VIR-7831, an antibody from Vir Biotechnology and its partner GlaxoSmithKline, met the criteria to continue to the next stage of the NIH study. But the companies said this week that they were told analysis of the available data “raised concerns about the magnitude of potential benefit.” The interim analysis was a pre-planned review of the first 300 hospitalized patients in the study. No safety problems were reported. The independent board recommended that enrollment be closed while the data mature.
San Francisco-based Vir designed its antibody to offer “dual action.” It blocks the virus’s entry into healthy cells and clears away infected ones. This antibody also binds to a part of the novel coronavirus that is shared with the virus that causes SARS, which Vir has said may make it more difficult for resistance to develop.
The pause on testing of the Vir antibody was followed by the failure of an antibody combination from Brii Biosciences. The two neutralizing antibodies, BRII-196 and BRII-198, are made from the plasma of recovered Covid patients. The company, which splits its operations between Durham, North Carolina and Beijing, engineered those antibodies to reduce the risk of antibody-induced enhancement, a phenomenon in which antibodies recognize and bind to a pathogen but are unable to neutralize it. The company also has preliminary lab data suggesting these antibodies can address the variants from the U.K. and South Africa.
In the NIH-sponsored study enrolling about 300 patients, half received the Brii antibodies while the other half received the standard of care, which has evolved to include newly authorized products, such as Gilead Sciences antiviral remdesivir (Veklury) and the steroid dexamethasone. An independent analysis determined that the antibodies did not meet the efficacy threshold needed to advance to next stage of testing. Brii did not disclose additional details but the company said it will work with the clinical trial investigators to understand the data, which it will publish.
In a prepared statement, Brii CEO Zhi Hong said his company will continue to evaluate the antibody combination in Covid patients who are not bedridden. He added that he is confident in the therapy’s antiviral activity against the newly emerging variants of the novel coronavirus.
The only remaining antibody therapy in the NIH’s ACTIV program is AstraZeneca’s AZD7442. The experimental treatment is a combination of two long-acting antibodies derived from recovered patients who have recovered from Covid infection. Those antibodies, developed by Vanderbilt University Medical Center, were licensed by the U.K.-based pharmaceutical giant last June. The Phase 3 study of the AstraZeneca therapy has not yet enrolled enough patients to report interim data.
Another way that drug developers have been trying to treat Covid-19 is by addressing the immune system’s response to the disease. Apellis Pharmaceuticals develops drug that stop excessive activation of the complement system, a family of proteins that complement the immune system.
The Apellis Covid drug candidate, APL-9, is designed to block the complement system protein C3, which may address uncontrolled activation of the complement system. It’s similar to the approach taken by the company’s lead drug candidate, pegcetacoplan, a potential treatment for the rare complement system disorder paroxysmal nocturnal hemoglobinuria.

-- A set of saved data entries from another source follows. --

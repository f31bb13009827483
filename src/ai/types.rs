use serde::{Deserialize, Serialize};

/// Connection record for the model backend. Built once at startup and
/// shared by every agent through the client built from it.
#[derive(Debug, Clone, PartialEq, Eq)]
pub struct BackendHandle {
    pub endpoint_url: String,
    pub model_identifier: String,
    pub api_key: Option<String>,
}

/// A single completion request: persona as system text, task as user text.
#[derive(Debug, Clone, PartialEq, Eq)]
pub struct CompletionRequest {
    pub system: String,
    pub prompt: String,
}

// ── Chat Completions wire format (OpenAI compatible) ──

#[derive(Debug, Clone, Serialize, Deserialize)]
pub struct ChatMessage {
    pub role: String,
    pub content: String,
}

/// Request body for `POST {base_url}/chat/completions`.
#[derive(Debug, Serialize)]
pub struct ChatCompletionRequest {
    pub model: String,
    pub messages: Vec<ChatMessage>,
    pub stream: bool,
}

#[derive(Debug, Deserialize)]
pub struct ChatCompletionResponse {
    #[serde(default)]
    pub choices: Vec<ChatChoice>,
}

#[derive(Debug, Deserialize)]
pub struct ChatChoice {
    pub message: ChatChoiceMessage,
}

#[derive(Debug, Deserialize)]
pub struct ChatChoiceMessage {
    #[serde(default)]
    pub content: Option<String>,
}

impl ChatCompletionRequest {
    pub fn from_completion(model: &str, request: &CompletionRequest) -> Self {
        Self {
            model: model.to_string(),
            messages: vec![
                ChatMessage {
                    role: "system".to_string(),
                    content: request.system.clone(),
                },
                ChatMessage {
                    role: "user".to_string(),
                    content: request.prompt.clone(),
                },
            ],
            stream: false,
        }
    }
}

impl ChatCompletionResponse {
    /// Text of the first choice, if the backend returned one.
    pub fn into_text(self) -> Option<String> {
        self.choices.into_iter().next()?.message.content
    }
}
use std::fmt;
use std::sync::Arc;

use reqwest::Client;
use tracing::{debug, error, info, warn};

use crate::agent::{profiles, InstrumentedAgent, TaskObserver};
use crate::ai::{build_client, ModelClient};
use crate::config::AppConfig;
use crate::error::CrewError;
use crate::health;
use crate::protocol::RunId;
use crate::sink::EventSink;
use crate::task::{self, StageOutput, TaskSpec, ARTICLE_WORD_LIMIT};

/// The two stages of a run, in execution order.
#[derive(Debug, Clone, Copy, PartialEq, Eq)]
pub enum Stage {
    Research,
    Write,
}

impl fmt::Display for Stage {
    fn fmt(&self, f: &mut fmt::Formatter<'_>) -> fmt::Result {
        match self {
            Self::Research => write!(f, "research"),
            Self::Write => write!(f, "write"),
        }
    }
}

/// Lifecycle of a single run.
#[derive(Debug, Clone, Copy, PartialEq, Eq)]
pub enum PipelineStage {
    Init,
    ResearchRunning,
    ResearchDone,
    WriteRunning,
    WriteDone,
    Failed,
}

impl PipelineStage {
    pub fn is_terminal(&self) -> bool {
        matches!(self, Self::WriteDone | Self::Failed)
    }

    fn next(self) -> Self {
        match self {
            Self::Init => Self::ResearchRunning,
            Self::ResearchRunning => Self::ResearchDone,
            Self::ResearchDone => Self::WriteRunning,
            Self::WriteRunning => Self::WriteDone,
            Self::WriteDone => Self::WriteDone,
            Self::Failed => Self::Failed,
        }
    }
}

/// Per-run state: where the run is and what earlier stages produced.
#[derive(Debug)]
pub struct RunContext {
    pub run_id: RunId,
    stage: PipelineStage,
    outputs: Vec<StageOutput>,
}

impl RunContext {
    fn new() -> Self {
        Self {
            run_id: RunId::new(),
            stage: PipelineStage::Init,
            outputs: Vec::new(),
        }
    }

    pub fn outputs(&self) -> &[StageOutput] {
        &self.outputs
    }

    fn advance(&mut self) {
        self.stage = self.stage.next();
        debug!("[{}] Run is now {:?}", self.run_id, self.stage);
    }

    /// Record a finished stage; only valid while that stage is running.
    fn complete(&mut self, agent: &str, text: String) {
        debug_assert!(matches!(
            self.stage,
            PipelineStage::ResearchRunning | PipelineStage::WriteRunning
        ));
        self.outputs.push(StageOutput {
            agent: agent.to_string(),
            text,
        });
        self.advance();
    }

    fn fail(&mut self) {
        if !self.stage.is_terminal() {
            self.stage = PipelineStage::Failed;
        }
    }
}

/// Final output of a successful run.
#[derive(Debug, Clone, PartialEq, Eq)]
pub struct Artifact {
    pub run_id: RunId,
    pub text: String,
}

impl Artifact {
    pub fn word_count(&self) -> usize {
        task::word_count(&self.text)
    }
}

/// Researcher and writer sharing one model client and one transcript.
pub struct Crew {
    researcher: InstrumentedAgent,
    writer: InstrumentedAgent,
    sink: EventSink,
}

impl Crew {
    pub fn new(client: Arc<dyn ModelClient>, sink: EventSink) -> Self {
        let observer: Arc<dyn TaskObserver> = Arc::new(sink.clone());
        Self {
            researcher: InstrumentedAgent::new(
                profiles::researcher(),
                client.clone(),
                observer.clone(),
            ),
            writer: InstrumentedAgent::new(profiles::writer(), client, observer),
            sink,
        }
    }

    /// Probe the backend, then build the client and agents. If the probe
    /// fails nothing is constructed.
    pub async fn bootstrap(config: &AppConfig, sink: EventSink) -> Result<Self, CrewError> {
        let http = Client::new();
        let handle = config.backend_handle();

        if !health::is_available(&http, &handle.endpoint_url, config.probe_timeout()).await {
            error!("Model backend is not accessible at {}", handle.endpoint_url);
            return Err(CrewError::BackendUnavailable {
                base_url: handle.endpoint_url,
            });
        }

        info!(
            "Using model {} at {}",
            handle.model_identifier, handle.endpoint_url
        );
        Ok(Self::new(build_client(http, handle), sink))
    }

    pub fn sink(&self) -> &EventSink {
        &self.sink
    }

    /// Run research then write for `topic`. Returns only once the run is
    /// in a terminal state; stage errors come back as `StageFailed`.
    pub async fn run(&self, topic: &str) -> Result<Artifact, CrewError> {
        let mut ctx = RunContext::new();
        info!("[{}] Crew run started: {topic}", ctx.run_id);

        let research = task::research_task(topic, self.researcher.profile());
        self.run_stage(&mut ctx, Stage::Research, &self.researcher, &research)
            .await?;

        let write = task::write_task(topic, self.writer.profile());
        let text = self
            .run_stage(&mut ctx, Stage::Write, &self.writer, &write)
            .await?;

        let artifact = Artifact {
            run_id: ctx.run_id.clone(),
            text,
        };
        let words = artifact.word_count();
        if words > ARTICLE_WORD_LIMIT {
            warn!(
                "[{}] Article has {words} words, above the requested {ARTICLE_WORD_LIMIT}",
                ctx.run_id
            );
        }
        info!("[{}] Crew run completed ({words} words)", ctx.run_id);
        Ok(artifact)
    }

    async fn run_stage(
        &self,
        ctx: &mut RunContext,
        stage: Stage,
        agent: &InstrumentedAgent,
        spec: &TaskSpec,
    ) -> Result<String, CrewError> {
        ctx.advance();
        let result = agent.execute(&ctx.run_id, spec, ctx.outputs()).await;
        match result {
            Ok(text) => {
                ctx.complete(agent.name(), text.clone());
                Ok(text)
            }
            Err(e) => {
                ctx.fail();
                error!("[{}] Error during {stage} stage: {e:#}", ctx.run_id);
                Err(CrewError::StageFailed { stage, cause: e })
            }
        }
    }
}

#[cfg(test)]
mod tests {
    use super::*;
    use crate::agent::testing::ScriptedClient;
    use crate::protocol::{Event, Phase};
    use httpmock::{Method::GET, Method::POST, MockServer};

    fn crew(replies: Vec<Result<&str, &str>>) -> (Crew, Arc<ScriptedClient>) {
        let client = Arc::new(ScriptedClient::new(replies));
        (Crew::new(client.clone(), EventSink::new()), client)
    }

    fn trace(events: &[Event]) -> Vec<(String, Phase)> {
        events
            .iter()
            .map(|e| (e.agent_display_name.clone(), e.phase))
            .collect()
    }

    fn sequence(pairs: &[(&str, Phase)]) -> Vec<(String, Phase)> {
        pairs.iter().map(|(a, p)| (a.to_string(), *p)).collect()
    }

    #[test]
    fn pipeline_stages_advance_in_fixed_order() {
        let mut ctx = RunContext::new();
        let mut seen = vec![ctx.stage];
        while !ctx.stage.is_terminal() {
            ctx.advance();
            seen.push(ctx.stage);
        }
        assert_eq!(
            seen,
            vec![
                PipelineStage::Init,
                PipelineStage::ResearchRunning,
                PipelineStage::ResearchDone,
                PipelineStage::WriteRunning,
                PipelineStage::WriteDone,
            ]
        );
    }

    #[test]
    fn failed_is_sticky_and_terminal_states_stay_put() {
        let mut ctx = RunContext::new();
        ctx.advance();
        ctx.fail();
        assert_eq!(ctx.stage, PipelineStage::Failed);
        ctx.advance();
        assert_eq!(ctx.stage, PipelineStage::Failed);
    }

    #[tokio::test]
    async fn successful_run_emits_both_stages_in_order() {
        let (crew, _client) = crew(vec![
            Ok("keywords: latency, locality"),
            Ok("Edge computing brings compute to the data."),
        ]);

        let artifact = crew.run("edge computing").await.expect("run should succeed");

        assert_eq!(artifact.text, "Edge computing brings compute to the data.");
        assert_eq!(
            trace(&crew.sink().snapshot()),
            sequence(&[
                ("Researcher", Phase::Start),
                ("Researcher", Phase::End),
                ("Writer", Phase::Start),
                ("Writer", Phase::End),
            ])
        );
        assert!(crew
            .sink()
            .snapshot()
            .iter()
            .all(|e| e.run_id == artifact.run_id));
    }

    #[tokio::test]
    async fn writer_receives_research_output_as_context() {
        let (crew, client) = crew(vec![Ok("TREND: serverless at the edge"), Ok("post")]);

        crew.run("edge computing").await.unwrap();

        let requests = client.requests.lock().unwrap();
        assert_eq!(requests.len(), 2);
        assert!(!requests[0].prompt.contains("TREND"));
        assert!(requests[1].prompt.contains("[Researcher]\nTREND: serverless at the edge"));
        assert!(requests[1].system.contains("Tech Writer"));
    }

    #[tokio::test]
    async fn research_failure_stops_before_writer() {
        let (crew, client) = crew(vec![Err("backend went away"), Ok("never used")]);

        let err = crew.run("edge computing").await.unwrap_err();

        assert!(matches!(err, CrewError::StageFailed { stage: Stage::Research, .. }));
        assert!(err.to_string().contains("backend went away"));
        assert_eq!(client.calls(), 1);
        assert_eq!(
            trace(&crew.sink().snapshot()),
            sequence(&[("Researcher", Phase::Start)])
        );
    }

    #[tokio::test]
    async fn write_failure_keeps_research_transcript() {
        let (crew, _client) = crew(vec![Ok("notes"), Err("timeout talking to model")]);

        let err = crew.run("edge computing").await.unwrap_err();

        assert!(matches!(err, CrewError::StageFailed { stage: Stage::Write, .. }));
        assert_eq!(
            trace(&crew.sink().snapshot()),
            sequence(&[
                ("Researcher", Phase::Start),
                ("Researcher", Phase::End),
                ("Writer", Phase::Start),
            ])
        );
    }

    #[tokio::test]
    async fn empty_artifact_is_still_a_success() {
        let (crew, _client) = crew(vec![Ok("notes"), Ok("")]);

        let artifact = crew.run("minimalism").await.unwrap();

        assert_eq!(artifact.text, "");
        assert_eq!(crew.sink().len(), 4);
    }

    #[tokio::test]
    async fn oversized_article_is_returned_unchanged() {
        let long = "word ".repeat(400);
        let (crew, _client) = crew(vec![Ok("notes"), Ok(long.as_str())]);

        let artifact = crew.run("verbosity").await.unwrap();

        assert_eq!(artifact.word_count(), 400);
        assert_eq!(artifact.text, long);
    }

    #[tokio::test]
    async fn repeated_runs_append_independent_sequences() {
        let (crew, _client) = crew(vec![Ok("r1"), Ok("w1"), Ok("r2"), Ok("w2")]);

        let first = crew.run("edge computing").await.unwrap();
        let second = crew.run("edge computing").await.unwrap();

        let events = crew.sink().snapshot();
        assert_eq!(events.len(), 8);
        assert_ne!(first.run_id, second.run_id);
        assert!(events[..4].iter().all(|e| e.run_id == first.run_id));
        assert!(events[4..].iter().all(|e| e.run_id == second.run_id));
        assert_eq!(events[1].payload, "r1");
        assert_eq!(events[7].payload, "w2");
    }

    #[tokio::test(flavor = "current_thread")]
    async fn bootstrap_fails_without_backend_and_builds_nothing() {
        let server = MockServer::start();
        let models = server.mock(|when, then| {
            when.method(GET).path("/v1/models");
            then.status(500);
        });
        let chat = server.mock(|when, then| {
            when.method(POST).path("/v1/chat/completions");
            then.status(200);
        });

        let mut config = AppConfig::default();
        config.backend.base_url = server.url("/v1");
        let sink = EventSink::new();

        let result = Crew::bootstrap(&config, sink.clone()).await;

        assert!(matches!(result, Err(CrewError::BackendUnavailable { .. })));
        models.assert();
        chat.assert_hits(0);
        assert_eq!(sink.len(), 0);
    }

    #[tokio::test(flavor = "current_thread")]
    async fn bootstrapped_crew_runs_against_backend() {
        let server = MockServer::start();
        let _models = server.mock(|when, then| {
            when.method(GET).path("/v1/models");
            then.status(200).json_body(serde_json::json!({ "data": [] }));
        });
        let research = server.mock(|when, then| {
            when.method(POST)
                .path("/v1/chat/completions")
                .body_contains("List keywords, key points, and trends for the following topic");
            then.status(200).json_body(serde_json::json!({
                "choices": [ { "message": { "content": "latency, locality, 5G" } } ]
            }));
        });
        let write = server.mock(|when, then| {
            when.method(POST)
                .path("/v1/chat/completions")
                .body_contains("write a blog post on the topic");
            then.status(200).json_body(serde_json::json!({
                "choices": [ { "message": { "content": "Edge computing is here." } } ]
            }));
        });

        let mut config = AppConfig::default();
        config.backend.base_url = server.url("/v1");
        let crew = Crew::bootstrap(&config, EventSink::new())
            .await
            .expect("backend is available");

        let artifact = crew.run("edge computing").await.unwrap();

        research.assert();
        write.assert();
        assert_eq!(artifact.text, "Edge computing is here.");
        assert_eq!(crew.sink().len(), 4);
    }
}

Apellis tested its intravenously infused Covid treatment in a randomized, placebo-controlled Phase 1/2 study enrolling 66 patients with respiratory failure that was secondary to their Covid infection. Those patients were given the Apellis therapy in combination with the standard of care. The company said Thursday that an independent review found no meaningful reduction in the overall death rate in patients who received APL-9 compared to those who received the standard of care alone. No safety signals were reported. Apellis said it will analyze the data and present the full study results at future scientific meeting.
Inefficacy isn’t the only reason studies are halting. Last year, Durect began a Phase 2 study to assess whether DUR-928, its potential therapy for alcohol-associated hepatitis, could also treat liver or kidney injury in Covid-infected patients. In its announcement of fourth quarter and full year 2020 financial results Thursday, the Cupertino, California-based company said that since the authorization and global launch of several Covid vaccines and therapies, fewer patients are eligible or willing to participate in a clinical trial. Consequently, Durect decided to stop its Covid study.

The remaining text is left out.